◆ Raw data ◆
------------

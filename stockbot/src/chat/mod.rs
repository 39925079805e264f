//! Chat platform session.
//!
//! The bot talks to exactly one channel. Outbound traffic goes through a shared
//! [`ChatSession`]; inbound messages arrive on an mpsc channel handed to the
//! session when it connects.

mod discord;

pub use discord::{DiscordConfig, DiscordSession};

use async_trait::async_trait;

use crate::Result;

/// Longest message the platform accepts, in characters.
pub const MAX_MESSAGE_CHARS: usize = 2000;

/// A message seen in any channel the bot can read.
#[derive(Debug, Clone, PartialEq, Eq)]
pub struct InboundMessage {
    pub author_id: String,
    pub channel_id: String,
    pub content: String,
}

/// Outbound side of a connected chat session.
#[async_trait]
pub trait ChatSession: Send + Sync {
    /// Post a plain message to the configured channel.
    async fn send_text(&self, text: &str) -> Result<()>;

    /// Post a message read aloud by text-to-speech.
    async fn send_tts(&self, text: &str) -> Result<()>;

    /// Disconnect. Further sends may fail.
    async fn close(&self);
}

/// Cut `text` to the platform limit on a char boundary.
pub fn truncate_message(text: &str) -> &str {
    match text.char_indices().nth(MAX_MESSAGE_CHARS) {
        Some((idx, _)) => &text[..idx],
        None => text,
    }
}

------------

◆ What this task involves ◆
Read the entries and pick out all lines that include the word "platform".

◆ Answer for this exercise ◆
//! Chat platform session.
/// Longest message the platform accepts, in characters.
/// Cut `text` to the platform limit on a char boundary.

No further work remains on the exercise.